About half of the new jobs would occur in manufacturing and pay wages well above
the national average.
Bergsten who
is the director of the Peterson Institute for International Economics, a
Washington DC think-tank and a former Treasury official during the Carter
Administration, in congressional testimony on Wednesday said the
initiatives he was proposing to achieve the additional jobs outcome, would have
virtually zero budget cost. Hence he said, renminbi correction (and exchange
rate adjustment more broadly) must be one of the most cost-effective stimulus
measures now available to the US Government.
The economist said the US and Chinese global trade
imbalances are increasing sharply, which makes it considerably harder to reduce
unemployment and achieve a sustainable recovery in the United States. China's
currency remains substantially undervalued, importantly due to that country's
massive intervention in the foreign exchange markets, and is a major cause of
its large and growing trade surplus. It has risen by less than 1% since the
announcement of a "new policy" in June 2010. China let its exchange
rate rise by 20 to 25% during 2005–08. Bergsten said the goal should be to persuade it to permit a
similar increase over the next two to three years. This would reduce China's
global current account surplus by $350bn to $500bn and the US global current
account deficit by $50bn to $120bn.
Writing in the magazine
Foreign Affairs, Bergsten
said in 2009 that the
dollar’s position as the default international currency has made it “much
easier for the United States to finance, and thus run up, large trade and
current account deficits with the rest of the world.” But the US trade
deficit, along with the huge US budget deficit, laid the groundwork for the
current financial crisis. So he said it was time for Washington to realise that
“large external deficits, the dominance of the dollar, and the large capital
inflows that necessarily accompany deficits and currency dominance are no longer
in the United States’ national interest.” It was time to start creating an
international currency system that did not rely on the US dollar.

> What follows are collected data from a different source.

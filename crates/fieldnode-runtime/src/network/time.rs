use std::time::Duration;

use tracing::{info, warn};

use crate::config::NetworkConfig;

use super::TimeSync;

#[derive(Debug, Clone, Copy, PartialEq, Eq)]
enum State {
    Idle { next_check: Duration },
    Syncing { started: Duration },
}

/// Keeps the wall clock synchronized while the network is up.
///
/// A synchronization is polled across ticks and bounded by a timeout. A
/// failure is retried later and never blocks the device.
#[derive(Debug)]
pub struct TimeKeeper {
    state: State,
    synced: bool,
}

impl TimeKeeper {
    /// Creates a [`TimeKeeper`] which synchronizes on its first tick.
    #[must_use]
    pub const fn new() -> Self {
        Self {
            state: State::Idle {
                next_check: Duration::ZERO,
            },
            synced: false,
        }
    }

    /// Returns whether the wall clock was synchronized at least once.
    #[must_use]
    pub const fn is_synced(&self) -> bool {
        self.synced
    }

    /// Synchronizes on the next tick.
    pub fn reset(&mut self, now: Duration) {
        self.state = State::Idle { next_check: now };
    }

    /// Runs one step of the synchronization.
    pub fn tick(&mut self, now: Duration, sync: &mut dyn TimeSync, config: &NetworkConfig) {
        match self.state {
            State::Idle { next_check } if now >= next_check => match sync.start() {
                Ok(()) => self.state = State::Syncing { started: now },
                Err(e) => {
                    warn!("Could not start the time synchronization: {e}");
                    self.state = State::Idle {
                        next_check: now + config.time_sync_retry,
                    };
                }
            },
            State::Idle { .. } => {}
            State::Syncing { started } => {
                if sync.is_synced() {
                    info!("Wall clock synchronized");
                    self.synced = true;
                    self.state = State::Idle {
                        next_check: now + config.time_sync_period,
                    };
                } else if now.saturating_sub(started) >= config.time_sync_timeout {
                    warn!(
                        "Time synchronization timed out, retrying in {:?}",
                        config.time_sync_retry
                    );
                    self.state = State::Idle {
                        next_check: now + config.time_sync_retry,
                    };
                }
            }
        }
    }
}

impl Default for TimeKeeper {
    fn default() -> Self {
        Self::new()
    }
}

#[cfg(test)]
mod tests {
    use std::time::Duration;

    use crate::config::NetworkConfig;

    use super::super::mock::MockTimeSync;
    use super::TimeKeeper;

    #[test]
    fn retries_then_rechecks_daily() {
        let config = NetworkConfig::new()
            .time_sync_timeout(Duration::from_secs(30))
            .time_sync_retry(Duration::from_secs(60));
        let mut sync = MockTimeSync::new();
        sync.set_reachable(false);
        let mut keeper = TimeKeeper::new();

        keeper.tick(Duration::ZERO, &mut sync, &config);
        assert_eq!(sync.requests(), 1);
        keeper.tick(Duration::from_secs(29), &mut sync, &config);
        assert!(!keeper.is_synced());

        // Timed out at 30 s, retried 60 s later.
        keeper.tick(Duration::from_secs(30), &mut sync, &config);
        keeper.tick(Duration::from_secs(89), &mut sync, &config);
        assert_eq!(sync.requests(), 1);

        sync.set_reachable(true);
        keeper.tick(Duration::from_secs(90), &mut sync, &config);
        keeper.tick(Duration::from_secs(91), &mut sync, &config);
        assert_eq!(sync.requests(), 2);
        assert!(keeper.is_synced());

        let day = Duration::from_secs(24 * 60 * 60);
        keeper.tick(Duration::from_secs(90) + day, &mut sync, &config);
        assert_eq!(sync.requests(), 2);
        keeper.tick(Duration::from_secs(91) + day, &mut sync, &config);
        assert_eq!(sync.requests(), 3);
    }
}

Testimony (pdf) before the Hearing on China’s Exchange Rate Policy,
Committee on Ways and Means, US House of Representatives
September 15, 2010
Summary and Recommendations
The US and Chinese global trade imbalances are increasing
sharply. This makes it considerably harder to reduce unemployment and
achieve a sustainable recovery in the United States.
China’s currency remains substantially undervalued,
importantly due to that country’s massive intervention in the foreign
exchange markets, and is a major cause of its large and growing trade
surplus. It has risen by less than 1% since the announcement of a "new
policy" in June 2010.
China let its exchange rate rise by 20 to 25% during
2005–08. Our goal should be to persuade it to permit a similar increase over
the next two to three years. This would reduce China’s global current
account surplus by $350bn to $500bn and the US global current account
deficit by $50bn to $120bn.
Elimination of the Chinese misalignment would create about
half a million US jobs, mainly in manufacturing and with above-average
wages, over the next couple of years. The budget cost of this effective
stimulus effort would be zero.
The United States should seek to mobilize a multilateral
coalition to press China to let its currency rise by the needed amount. The
European Union and a number of important emerging market economies,
including all three of the other BRICs, have expressed deep concern over
China’s currency policy.
This currency realignment is an integral part of the global
rebalancing strategy adopted by the G-20 and laid out in detail as part of
its new Mutual Assessment Process. This strategy has been agreed by the
Chinese (as well as all other) member governments. Further development and
implementation of the program is to be discussed, and hopefully adopted, at
the next G-20 summit in Korea in November.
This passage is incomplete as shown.